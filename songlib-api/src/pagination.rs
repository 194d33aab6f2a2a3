//! Pagination for the song list
//!
//! Pages are 1-indexed. Missing, unparsable or non-positive `page` and
//! `limit` values each fall back to their own configured default.

use songlib_common::config::QueryDefaults;

/// A validated LIMIT/OFFSET window
///
/// `page` and `limit` are always at least 1, so the offset is never negative.
#[derive(Debug, Clone, Copy, PartialEq, Eq)]
pub struct Page {
    page: i64,
    limit: i64,
}

impl Page {
    /// Returns `None` unless both values are at least 1
    pub fn new(page: i64, limit: i64) -> Option<Self> {
        (page >= 1 && limit >= 1).then_some(Self { page, limit })
    }

    /// Resolve raw query values against the configured defaults
    ///
    /// # Examples
    /// ```
    /// use songlib_api::pagination::Page;
    /// use songlib_common::config::QueryDefaults;
    ///
    /// let defaults = QueryDefaults { limit: 5, page: 1, verse: 1 };
    ///
    /// let p = Page::resolve(Some("3"), Some("10"), &defaults);
    /// assert_eq!(p.offset(), 20);
    ///
    /// // Invalid values fall back independently
    /// let p = Page::resolve(Some("zero"), Some("-4"), &defaults);
    /// assert_eq!(p.page(), 1);
    /// assert_eq!(p.limit(), 5);
    /// ```
    pub fn resolve(raw_page: Option<&str>, raw_limit: Option<&str>, defaults: &QueryDefaults) -> Self {
        let page = parse_positive(raw_page).unwrap_or(defaults.page).max(1);
        let limit = parse_positive(raw_limit).unwrap_or(defaults.limit).max(1);
        Self { page, limit }
    }

    pub fn page(&self) -> i64 {
        self.page
    }

    pub fn limit(&self) -> i64 {
        self.limit
    }

    /// Rows skipped before this page: `(page - 1) * limit`
    pub fn offset(&self) -> i64 {
        (self.page - 1).saturating_mul(self.limit)
    }
}

/// Parse a strictly positive integer query value
pub fn parse_positive(raw: Option<&str>) -> Option<i64> {
    raw.and_then(|v| v.trim().parse::<i64>().ok())
        .filter(|v| *v >= 1)
}

#[cfg(test)]
mod tests {
    use super::*;

    // Distinct values so a page/limit mix-up shows up
    const DEFAULTS: QueryDefaults = QueryDefaults {
        limit: 7,
        page: 2,
        verse: 1,
    };

    #[test]
    fn test_pagination_normal() {
        let p = Page::resolve(Some("2"), Some("10"), &DEFAULTS);
        assert_eq!(p.page(), 2);
        assert_eq!(p.limit(), 10);
        assert_eq!(p.offset(), 10);
    }

    #[test]
    fn test_pagination_first_page() {
        let p = Page::resolve(Some("1"), Some("5"), &DEFAULTS);
        assert_eq!(p.offset(), 0);
    }

    #[test]
    fn test_missing_values_use_matching_defaults() {
        let p = Page::resolve(None, None, &DEFAULTS);
        assert_eq!(p.page(), DEFAULTS.page);
        assert_eq!(p.limit(), DEFAULTS.limit);
        assert_eq!(p.offset(), 7);
    }

    #[test]
    fn test_invalid_page_uses_page_default_only() {
        let p = Page::resolve(Some("abc"), Some("3"), &DEFAULTS);
        assert_eq!(p.page(), 2);
        assert_eq!(p.limit(), 3);
    }

    #[test]
    fn test_invalid_limit_uses_limit_default_only() {
        let p = Page::resolve(Some("4"), Some("0"), &DEFAULTS);
        assert_eq!(p.page(), 4);
        assert_eq!(p.limit(), 7);
    }

    #[test]
    fn test_negative_values_rejected() {
        let p = Page::resolve(Some("-1"), Some("-10"), &DEFAULTS);
        assert_eq!(p.page(), 2);
        assert_eq!(p.limit(), 7);
    }

    #[test]
    fn test_huge_page_does_not_overflow() {
        let p = Page::resolve(Some(i64::MAX.to_string().as_str()), Some("1000"), &DEFAULTS);
        assert_eq!(p.offset(), i64::MAX);
    }

    #[test]
    fn test_new_requires_positive() {
        assert!(Page::new(0, 10).is_none());
        assert!(Page::new(1, 0).is_none());
        assert_eq!(Page::new(3, 4).unwrap().offset(), 8);
    }

    #[test]
    fn test_parse_positive() {
        assert_eq!(parse_positive(Some(" 12 ")), Some(12));
        assert_eq!(parse_positive(Some("1.5")), None);
        assert_eq!(parse_positive(Some("")), None);
        assert_eq!(parse_positive(None), None);
    }
}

┄┄┄┄┄┄

Your assignment
Transcribe all entries exactly as they appear above.

Solution for this problem
filename songlib-api/src/pagination.rs
repository 194d33aab6f2a2a3
//! Pagination for the song list
//!
//! Pages are 1-indexed. Missing, unparsable or non-positive `page` and
//! `limit` values each fall back to their own configured default.

use songlib_common::config::QueryDefaults;

/// A validated LIMIT/OFFSET window
///
/// `page` and `limit` are always at least 1, so the offset is never negative.
#[derive(Debug, Clone, Copy, PartialEq, Eq)]
pub struct Page {
    page: i64,
    limit: i64,
}

impl Page {
    /// Returns `None` unless both values are at least 1
    pub fn new(page: i64, limit: i64) -> Option<Self> {
        (page >= 1 && limit >= 1).then_some(Self { page, limit })
    }

    /// Resolve raw query values against the configured defaults
    ///
    /// # Examples
    /// ```
    /// use songlib_api::pagination::Page;
    /// use songlib_common::config::QueryDefaults;
    ///
    /// let defaults = QueryDefaults { limit: 5, page: 1, verse: 1 };
    ///
    /// let p = Page::resolve(Some("3"), Some("10"), &defaults);
    /// assert_eq!(p.offset(), 20);
    ///
    /// // Invalid values fall back independently
    /// let p = Page::resolve(Some("zero"), Some("-4"), &defaults);
    /// assert_eq!(p.page(), 1);
    /// assert_eq!(p.limit(), 5);
    /// ```
    pub fn resolve(raw_page: Option<&str>, raw_limit: Option<&str>, defaults: &QueryDefaults) -> Self {
        let page = parse_positive(raw_page).unwrap_or(defaults.page).max(1);
        let limit = parse_positive(raw_limit).unwrap_or(defaults.limit).max(1);
        Self { page, limit }
    }

    pub fn page(&self) -> i64 {
        self.page
    }

    pub fn limit(&self) -> i64 {
        self.limit
    }

    /// Rows skipped before this page: `(page - 1) * limit`
    pub fn offset(&self) -> i64 {
        (self.page - 1).saturating_mul(self.limit)
    }
}

/// Parse a strictly positive integer query value
pub fn parse_positive(raw: Option<&str>) -> Option<i64> {
    raw.and_then(|v| v.trim().parse::<i64>().ok())
        .filter(|v| *v >= 1)
}

#[cfg(test)]
mod tests {
    use super::*;

    // Distinct values so a page/limit mix-up shows up
    const DEFAULTS: QueryDefaults = QueryDefaults {
        limit: 7,
        page: 2,
        verse: 1,
    };

    #[test]
    fn test_pagination_normal() {
        let p = Page::resolve(Some("2"), Some("10"), &DEFAULTS);
        assert_eq!(p.page(), 2);
        assert_eq!(p.limit(), 10);
        assert_eq!(p.offset(), 10);
    }

    #[test]
    fn test_pagination_first_page() {
        let p = Page::resolve(Some("1"), Some("5"), &DEFAULTS);
        assert_eq!(p.offset(), 0);
    }

    #[test]
    fn test_missing_values_use_matching_defaults() {
        let p = Page::resolve(None, None, &DEFAULTS);
        assert_eq!(p.page(), DEFAULTS.page);
        assert_eq!(p.limit(), DEFAULTS.limit);
        assert_eq!(p.offset(), 7);
    }

    #[test]
    fn test_invalid_page_uses_page_default_only() {
        let p = Page::resolve(Some("abc"), Some("3"), &DEFAULTS);
        assert_eq!(p.page(), 2);
        assert_eq!(p.limit(), 3);
    }

    #[test]
    fn test_invalid_limit_uses_limit_default_only() {
        let p = Page::resolve(Some("4"), Some("0"), &DEFAULTS);
        assert_eq!(p.page(), 4);
        assert_eq!(p.limit(), 7);
    }

    #[test]
    fn test_negative_values_rejected() {
        let p = Page::resolve(Some("-1"), Some("-10"), &DEFAULTS);
        assert_eq!(p.page(), 2);
        assert_eq!(p.limit(), 7);
    }

    #[test]
    fn test_huge_page_does_not_overflow() {
        let p = Page::resolve(Some(i64::MAX.to_string().as_str()), Some("1000"), &DEFAULTS);
        assert_eq!(p.offset(), i64::MAX);
    }

    #[test]
    fn test_new_requires_positive() {
        assert!(Page::new(0, 10).is_none());
        assert!(Page::new(1, 0).is_none());
        assert_eq!(Page::new(3, 4).unwrap().offset(), 8);
    }

    #[test]
    fn test_parse_positive() {
        assert_eq!(parse_positive(Some(" 12 ")), Some(12));
        assert_eq!(parse_positive(Some("1.5")), None);
        assert_eq!(parse_positive(Some("")), None);
        assert_eq!(parse_positive(None), None);
    }
}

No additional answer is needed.